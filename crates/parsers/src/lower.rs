//! Lowering from the tree-sitter CST into [`ir`] nodes.
//!
//! Only the constructs the detectors inspect get dedicated kinds; every
//! other named node becomes a [`NodeKind::Block`] so nested statements
//! remain reachable through the walker.

use ir::{BinaryOp, NodeKind, SyntaxNode, SyntaxTree};
use tree_sitter::Node;

const EXCERPT_MAX: usize = 120;

pub(crate) fn lower_module(root: Node, src: &str) -> SyntaxTree {
    let mut roots = Vec::new();
    let mut cursor = root.walk();
    for child in root.named_children(&mut cursor) {
        if let Some(node) = lower(child, src) {
            roots.push(node);
        }
    }
    SyntaxTree::new(roots)
}

fn lower(node: Node, src: &str) -> Option<SyntaxNode> {
    match node.kind() {
        "comment" => None,
        "expression_statement" => {
            let mut kids = lower_named_children(node, src);
            match kids.len() {
                0 => None,
                1 => kids.pop(),
                _ => Some(make(node, src, NodeKind::Block(kids))),
            }
        }
        "call" => lower_call(node, src),
        "assignment" => lower_assignment(node, src),
        "binary_operator" => lower_binary(node, src),
        "string" => Some(make(
            node,
            src,
            NodeKind::StringLiteral(strip_string_quotes(text_of(node, src))),
        )),
        "concatenated_string" => {
            // Adjacent literals ("a" "b") are one logical string, not a `+`.
            let mut joined = String::new();
            let mut cursor = node.walk();
            for part in node.named_children(&mut cursor) {
                if part.kind() == "string" {
                    joined.push_str(&strip_string_quotes(text_of(part, src)));
                }
            }
            Some(make(node, src, NodeKind::StringLiteral(joined)))
        }
        "integer" | "float" => Some(make(node, src, NodeKind::Number)),
        "identifier" | "attribute" => Some(make(
            node,
            src,
            NodeKind::Identifier(text_of(node, src).to_string()),
        )),
        "tuple" => Some(make(
            node,
            src,
            NodeKind::Tuple(lower_named_children(node, src)),
        )),
        "dictionary" => lower_dictionary(node, src),
        "import_statement" | "import_from_statement" => lower_import(node, src),
        _ => {
            let kids = lower_named_children(node, src);
            if kids.is_empty() {
                None
            } else {
                Some(make(node, src, NodeKind::Block(kids)))
            }
        }
    }
}

fn lower_call(node: Node, src: &str) -> Option<SyntaxNode> {
    let callee = node
        .child_by_field_name("function")
        .map(|f| text_of(f, src).to_string())?;
    let mut args = Vec::new();
    if let Some(list) = node.child_by_field_name("arguments") {
        let mut cursor = list.walk();
        for arg in list.named_children(&mut cursor) {
            let lowered = if arg.kind() == "keyword_argument" {
                arg.child_by_field_name("value").and_then(|v| lower(v, src))
            } else {
                lower(arg, src)
            };
            if let Some(a) = lowered {
                args.push(a);
            }
        }
    }
    Some(make(node, src, NodeKind::Call { callee, args }))
}

fn lower_assignment(node: Node, src: &str) -> Option<SyntaxNode> {
    let target = node
        .child_by_field_name("left")
        .map(|l| text_of(l, src).to_string())?;
    // Annotation-only statements (`x: int`) have no right side.
    let value = node.child_by_field_name("right").and_then(|r| lower(r, src))?;
    Some(make(
        node,
        src,
        NodeKind::Assignment {
            target,
            value: Box::new(value),
        },
    ))
}

fn lower_binary(node: Node, src: &str) -> Option<SyntaxNode> {
    let op = node
        .child_by_field_name("operator")
        .map(|o| BinaryOp::from_token(text_of(o, src)))
        .unwrap_or(BinaryOp::Other);
    let left = node.child_by_field_name("left").and_then(|n| lower(n, src));
    let right = node.child_by_field_name("right").and_then(|n| lower(n, src));
    match (left, right) {
        (Some(left), Some(right)) => Some(make(
            node,
            src,
            NodeKind::BinaryOp {
                op,
                left: Box::new(left),
                right: Box::new(right),
            },
        )),
        (l, r) => {
            let kids: Vec<SyntaxNode> = l.into_iter().chain(r).collect();
            if kids.is_empty() {
                None
            } else {
                Some(make(node, src, NodeKind::Block(kids)))
            }
        }
    }
}

fn lower_dictionary(node: Node, src: &str) -> Option<SyntaxNode> {
    let mut entries = Vec::new();
    let mut cursor = node.walk();
    for pair in node.named_children(&mut cursor) {
        if pair.kind() != "pair" {
            continue;
        }
        let key = pair.child_by_field_name("key").and_then(|k| lower(k, src));
        let value = pair.child_by_field_name("value").and_then(|v| lower(v, src));
        if let (Some(key), Some(value)) = (key, value) {
            entries.push((key, value));
        }
    }
    Some(make(node, src, NodeKind::Dict(entries)))
}

fn lower_import(node: Node, src: &str) -> Option<SyntaxNode> {
    let mut modules = Vec::new();
    if node.kind() == "import_from_statement" {
        if let Some(name) = node.child_by_field_name("module_name") {
            modules.push(text_of(name, src).to_string());
        }
    } else {
        let mut cursor = node.walk();
        for child in node.named_children(&mut cursor) {
            match child.kind() {
                "dotted_name" => modules.push(text_of(child, src).to_string()),
                "aliased_import" => {
                    if let Some(name) = child.child_by_field_name("name") {
                        modules.push(text_of(name, src).to_string());
                    }
                }
                _ => {}
            }
        }
    }
    let mut nodes: Vec<SyntaxNode> = modules
        .into_iter()
        .map(|module| make(node, src, NodeKind::Import { module }))
        .collect();
    match nodes.len() {
        0 => None,
        1 => nodes.pop(),
        _ => Some(make(node, src, NodeKind::Block(nodes))),
    }
}

fn lower_named_children(node: Node, src: &str) -> Vec<SyntaxNode> {
    let mut out = Vec::new();
    let mut cursor = node.walk();
    for child in node.named_children(&mut cursor) {
        if let Some(n) = lower(child, src) {
            out.push(n);
        }
    }
    out
}

fn make(node: Node, src: &str, kind: NodeKind) -> SyntaxNode {
    SyntaxNode::new(node.start_position().row + 1, excerpt_of(node, src), kind)
}

fn text_of<'a>(node: Node, src: &'a str) -> &'a str {
    node.utf8_text(src.as_bytes()).unwrap_or_default()
}

fn excerpt_of(node: Node, src: &str) -> String {
    let text = text_of(node, src).trim();
    if text.chars().count() <= EXCERPT_MAX {
        return text.to_string();
    }
    let mut out: String = text.chars().take(EXCERPT_MAX).collect();
    out.push_str("...");
    out
}

fn strip_string_quotes(text: &str) -> String {
    let trimmed =
        text.trim_start_matches(|c: char| matches!(c, 'r' | 'R' | 'b' | 'B' | 'f' | 'F' | 'u' | 'U'));
    for quote in ["\"\"\"", "'''"] {
        if trimmed.len() >= 6 && trimmed.starts_with(quote) && trimmed.ends_with(quote) {
            return trimmed[3..trimmed.len() - 3].to_string();
        }
    }
    for quote in ['"', '\''] {
        if trimmed.len() >= 2 && trimmed.starts_with(quote) && trimmed.ends_with(quote) {
            return trimmed[1..trimmed.len() - 1].to_string();
        }
    }
    trimmed.to_string()
}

▸ **How to complete this task**
Once more, write out all the data exactly.

▸ **Answer space**
filename crates/parsers/src/lower.rs
//! Lowering from the tree-sitter CST into [`ir`] nodes.
//!
//! Only the constructs the detectors inspect get dedicated kinds; every
//! other named node becomes a [`NodeKind::Block`] so nested statements
//! remain reachable through the walker.

use ir::{BinaryOp, NodeKind, SyntaxNode, SyntaxTree};
use tree_sitter::Node;

const EXCERPT_MAX: usize = 120;

pub(crate) fn lower_module(root: Node, src: &str) -> SyntaxTree {
    let mut roots = Vec::new();
    let mut cursor = root.walk();
    for child in root.named_children(&mut cursor) {
        if let Some(node) = lower(child, src) {
            roots.push(node);
        }
    }
    SyntaxTree::new(roots)
}

fn lower(node: Node, src: &str) -> Option<SyntaxNode> {
    match node.kind() {
        "comment" => None,
        "expression_statement" => {
            let mut kids = lower_named_children(node, src);
            match kids.len() {
                0 => None,
                1 => kids.pop(),
                _ => Some(make(node, src, NodeKind::Block(kids))),
            }
        }
        "call" => lower_call(node, src),
        "assignment" => lower_assignment(node, src),
        "binary_operator" => lower_binary(node, src),
        "string" => Some(make(
            node,
            src,
            NodeKind::StringLiteral(strip_string_quotes(text_of(node, src))),
        )),
        "concatenated_string" => {
            // Adjacent literals ("a" "b") are one logical string, not a `+`.
            let mut joined = String::new();
            let mut cursor = node.walk();
            for part in node.named_children(&mut cursor) {
                if part.kind() == "string" {
                    joined.push_str(&strip_string_quotes(text_of(part, src)));
                }
            }
            Some(make(node, src, NodeKind::StringLiteral(joined)))
        }
        "integer" | "float" => Some(make(node, src, NodeKind::Number)),
        "identifier" | "attribute" => Some(make(
            node,
            src,
            NodeKind::Identifier(text_of(node, src).to_string()),
        )),
        "tuple" => Some(make(
            node,
            src,
            NodeKind::Tuple(lower_named_children(node, src)),
        )),
        "dictionary" => lower_dictionary(node, src),
        "import_statement" | "import_from_statement" => lower_import(node, src),
        _ => {
            let kids = lower_named_children(node, src);
            if kids.is_empty() {
                None
            } else {
                Some(make(node, src, NodeKind::Block(kids)))
            }
        }
    }
}

fn lower_call(node: Node, src: &str) -> Option<SyntaxNode> {
    let callee = node
        .child_by_field_name("function")
        .map(|f| text_of(f, src).to_string())?;
    let mut args = Vec::new();
    if let Some(list) = node.child_by_field_name("arguments") {
        let mut cursor = list.walk();
        for arg in list.named_children(&mut cursor) {
            let lowered = if arg.kind() == "keyword_argument" {
                arg.child_by_field_name("value").and_then(|v| lower(v, src))
            } else {
                lower(arg, src)
            };
            if let Some(a) = lowered {
                args.push(a);
            }
        }
    }
    Some(make(node, src, NodeKind::Call { callee, args }))
}

fn lower_assignment(node: Node, src: &str) -> Option<SyntaxNode> {
    let target = node
        .child_by_field_name("left")
        .map(|l| text_of(l, src).to_string())?;
    // Annotation-only statements (`x: int`) have no right side.
    let value = node.child_by_field_name("right").and_then(|r| lower(r, src))?;
    Some(make(
        node,
        src,
        NodeKind::Assignment {
            target,
            value: Box::new(value),
        },
    ))
}

fn lower_binary(node: Node, src: &str) -> Option<SyntaxNode> {
    let op = node
        .child_by_field_name("operator")
        .map(|o| BinaryOp::from_token(text_of(o, src)))
        .unwrap_or(BinaryOp::Other);
    let left = node.child_by_field_name("left").and_then(|n| lower(n, src));
    let right = node.child_by_field_name("right").and_then(|n| lower(n, src));
    match (left, right) {
        (Some(left), Some(right)) => Some(make(
            node,
            src,
            NodeKind::BinaryOp {
                op,
                left: Box::new(left),
                right: Box::new(right),
            },
        )),
        (l, r) => {
            let kids: Vec<SyntaxNode> = l.into_iter().chain(r).collect();
            if kids.is_empty() {
                None
            } else {
                Some(make(node, src, NodeKind::Block(kids)))
            }
        }
    }
}

fn lower_dictionary(node: Node, src: &str) -> Option<SyntaxNode> {
    let mut entries = Vec::new();
    let mut cursor = node.walk();
    for pair in node.named_children(&mut cursor) {
        if pair.kind() != "pair" {
            continue;
        }
        let key = pair.child_by_field_name("key").and_then(|k| lower(k, src));
        let value = pair.child_by_field_name("value").and_then(|v| lower(v, src));
        if let (Some(key), Some(value)) = (key, value) {
            entries.push((key, value));
        }
    }
    Some(make(node, src, NodeKind::Dict(entries)))
}

fn lower_import(node: Node, src: &str) -> Option<SyntaxNode> {
    let mut modules = Vec::new();
    if node.kind() == "import_from_statement" {
        if let Some(name) = node.child_by_field_name("module_name") {
            modules.push(text_of(name, src).to_string());
        }
    } else {
        let mut cursor = node.walk();
        for child in node.named_children(&mut cursor) {
            match child.kind() {
                "dotted_name" => modules.push(text_of(child, src).to_string()),
                "aliased_import" => {
                    if let Some(name) = child.child_by_field_name("name") {
                        modules.push(text_of(name, src).to_string());
                    }
                }
                _ => {}
            }
        }
    }
    let mut nodes: Vec<SyntaxNode> = modules
        .into_iter()
        .map(|module| make(node, src, NodeKind::Import { module }))
        .collect();
    match nodes.len() {
        0 => None,
        1 => nodes.pop(),
        _ => Some(make(node, src, NodeKind::Block(nodes))),
    }
}

fn lower_named_children(node: Node, src: &str) -> Vec<SyntaxNode> {
    let mut out = Vec::new();
    let mut cursor = node.walk();
    for child in node.named_children(&mut cursor) {
        if let Some(n) = lower(child, src) {
            out.push(n);
        }
    }
    out
}

fn make(node: Node, src: &str, kind: NodeKind) -> SyntaxNode {
    SyntaxNode::new(node.start_position().row + 1, excerpt_of(node, src), kind)
}

fn text_of<'a>(node: Node, src: &'a str) -> &'a str {
    node.utf8_text(src.as_bytes()).unwrap_or_default()
}

fn excerpt_of(node: Node, src: &str) -> String {
    let text = text_of(node, src).trim();
    if text.chars().count() <= EXCERPT_MAX {
        return text.to_string();
    }
    let mut out: String = text.chars().take(EXCERPT_MAX).collect();
    out.push_str("...");
    out
}

fn strip_string_quotes(text: &str) -> String {
    let trimmed =
        text.trim_start_matches(|c: char| matches!(c, 'r' | 'R' | 'b' | 'B' | 'f' | 'F' | 'u' | 'U'));
    for quote in ["\"\"\"", "'''"] {
        if trimmed.len() >= 6 && trimmed.starts_with(quote) && trimmed.ends_with(quote) {
            return trimmed[3..trimmed.len() - 3].to_string();
        }
    }
    for quote in ['"', '\''] {
        if trimmed.len() >= 2 && trimmed.starts_with(quote) && trimmed.ends_with(quote) {
            return trimmed[1..trimmed.len() - 1].to_string();
        }
    }
    trimmed.to_string()
}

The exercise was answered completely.